** Working data **

= Beginning of Section =

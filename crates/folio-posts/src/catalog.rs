//! Post catalog.

use std::cmp::Ordering;
use std::fs;
use std::path::{Path, PathBuf};
use std::time::Instant;

use rayon::prelude::*;
use serde::Serialize;
use walkdir::WalkDir;

use folio_mdx::{
    extract_toc, parse_date, parse_mdx_content, slug_from_path, ParseResult, PostFrontmatter,
    TocItem,
};

/// Configuration for loading a catalog.
#[derive(Debug, Clone)]
pub struct CatalogConfig {
    /// Directory holding the `.mdx` posts
    pub content_dir: PathBuf,
}

impl Default for CatalogConfig {
    fn default() -> Self {
        Self {
            content_dir: PathBuf::from("content/posts"),
        }
    }
}

/// Errors that can occur while loading or exporting a catalog.
#[derive(Debug, thiserror::Error)]
pub enum CatalogError {
    #[error("Content directory not found: {0}")]
    DirectoryNotFound(String),

    #[error("Failed to read post: {0}")]
    ReadError(String),

    #[error("Failed to write output: {0}")]
    WriteError(String),
}

/// A published, validated post.
#[derive(Debug, Clone, PartialEq, Serialize)]
pub struct Post {
    /// Identifier derived from the file name
    pub slug: String,

    /// Source file path
    #[serde(skip)]
    pub path: PathBuf,

    /// Validated frontmatter
    pub frontmatter: PostFrontmatter,

    /// Markdown body without frontmatter
    #[serde(skip)]
    pub content: String,

    /// Outline of the body
    pub toc: Vec<TocItem>,
}

/// A post whose frontmatter failed validation.
#[derive(Debug, Clone, PartialEq)]
pub struct PostIssue {
    pub slug: String,
    pub path: PathBuf,
    pub error: String,
}

/// Every post of a content directory, split by status.
#[derive(Debug, Default)]
pub struct PostCatalog {
    /// Published posts, newest first
    posts: Vec<Post>,

    /// Number of valid posts marked `published: false`
    drafts: usize,

    /// Posts that failed to parse
    issues: Vec<PostIssue>,
}

impl PostCatalog {
    /// Load and parse all posts in the content directory.
    pub async fn load(config: &CatalogConfig) -> Result<Self, CatalogError> {
        let start = Instant::now();

        let paths = discover_posts(&config.content_dir)?;
        tracing::debug!("Found {} post files", paths.len());

        // Reading and parsing both stay off the async workers.
        let catalog = tokio::task::spawn_blocking(move || {
            let sources = paths
                .into_par_iter()
                .map(|path| {
                    let source = fs::read_to_string(&path)
                        .map_err(|e| CatalogError::ReadError(format!("{}: {}", path.display(), e)))?;
                    Ok((path, source))
                })
                .collect::<Result<Vec<_>, CatalogError>>()?;
            Ok::<_, CatalogError>(Self::from_sources(sources))
        })
        .await
        .map_err(|e| CatalogError::ReadError(e.to_string()))??;

        tracing::info!(
            "Loaded {} posts ({} drafts, {} invalid) in {}ms",
            catalog.posts.len(),
            catalog.drafts,
            catalog.issues.len(),
            start.elapsed().as_millis()
        );

        Ok(catalog)
    }

    /// Build a catalog from already read `(path, source)` pairs.
    pub fn from_sources(sources: Vec<(PathBuf, String)>) -> Self {
        let parsed: Vec<_> = sources
            .into_par_iter()
            .map(|(path, source)| {
                let slug = slug_from_path(&path.to_string_lossy().replace('\\', "/"));
                let result = parse_mdx_content(&source);
                (slug, path, result)
            })
            .collect();

        let mut catalog = Self::default();

        for (slug, path, result) in parsed {
            match result {
                ParseResult::Success(post) => {
                    if !post.frontmatter.published {
                        tracing::debug!("Skipping unpublished post {}", slug);
                        catalog.drafts += 1;
                        continue;
                    }

                    let toc = extract_toc(&post.content);
                    catalog.posts.push(Post {
                        slug,
                        path,
                        frontmatter: post.frontmatter,
                        content: post.content,
                        toc,
                    });
                }
                ParseResult::Failure { error, .. } => {
                    tracing::warn!("Skipping {}: {}", path.display(), error);
                    catalog.issues.push(PostIssue { slug, path, error });
                }
            }
        }

        catalog.posts.sort_by(newest_first);
        catalog.issues.sort_by(|a, b| a.slug.cmp(&b.slug));

        catalog
    }

    /// Published posts, newest first.
    pub fn posts(&self) -> &[Post] {
        &self.posts
    }

    /// Number of unpublished posts.
    pub fn drafts(&self) -> usize {
        self.drafts
    }

    /// Posts that failed validation.
    pub fn issues(&self) -> &[PostIssue] {
        &self.issues
    }

    /// Look up a published post by slug.
    pub fn get(&self, slug: &str) -> Option<&Post> {
        self.posts.iter().find(|p| p.slug == slug)
    }

    /// Write a JSON index of every published post.
    pub async fn export_index(&self, output: &Path) -> Result<usize, CatalogError> {
        let json = serde_json::to_string_pretty(&self.posts)
            .map_err(|e| CatalogError::WriteError(e.to_string()))?;

        if let Some(parent) = output.parent().filter(|p| !p.as_os_str().is_empty()) {
            tokio::fs::create_dir_all(parent)
                .await
                .map_err(|e| CatalogError::WriteError(e.to_string()))?;
        }

        tokio::fs::write(output, json)
            .await
            .map_err(|e| CatalogError::WriteError(format!("{}: {}", output.display(), e)))?;

        Ok(self.posts.len())
    }
}

/// Find `.mdx` files directly inside the content directory.
fn discover_posts(dir: &Path) -> Result<Vec<PathBuf>, CatalogError> {
    if !dir.exists() {
        return Err(CatalogError::DirectoryNotFound(dir.display().to_string()));
    }

    let mut paths: Vec<PathBuf> = WalkDir::new(dir)
        .max_depth(1)
        .follow_links(true)
        .into_iter()
        .filter_map(|e| e.ok())
        .map(|e| e.into_path())
        .filter(|path| path.is_file())
        .filter(|path| path.extension().and_then(|e| e.to_str()) == Some("mdx"))
        .collect();

    paths.sort();
    Ok(paths)
}

/// Newest date first. Unparseable dates go last, ties by slug.
pub(crate) fn newest_first(a: &Post, b: &Post) -> Ordering {
    let date_a = parse_date(&a.frontmatter.date);
    let date_b = parse_date(&b.frontmatter.date);

    match (date_a, date_b) {
        (Some(x), Some(y)) => y.cmp(&x),
        (Some(_), None) => Ordering::Less,
        (None, Some(_)) => Ordering::Greater,
        (None, None) => Ordering::Equal,
    }
    .then_with(|| a.slug.cmp(&b.slug))
}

= End of Section =

** Goal of the exercise **
Once you find the line with "let paths = discover_posts(&config.content_dir)?;" in the entries above, output it and each line after it up to and including the line with "let sources = paths", and nothing else.

** Answer to the exercise **
        let paths = discover_posts(&config.content_dir)?;
        tracing::debug!("Found {} post files", paths.len());

        // Reading and parsing both stay off the async workers.
        let catalog = tokio::task::spawn_blocking(move || {
            let sources = paths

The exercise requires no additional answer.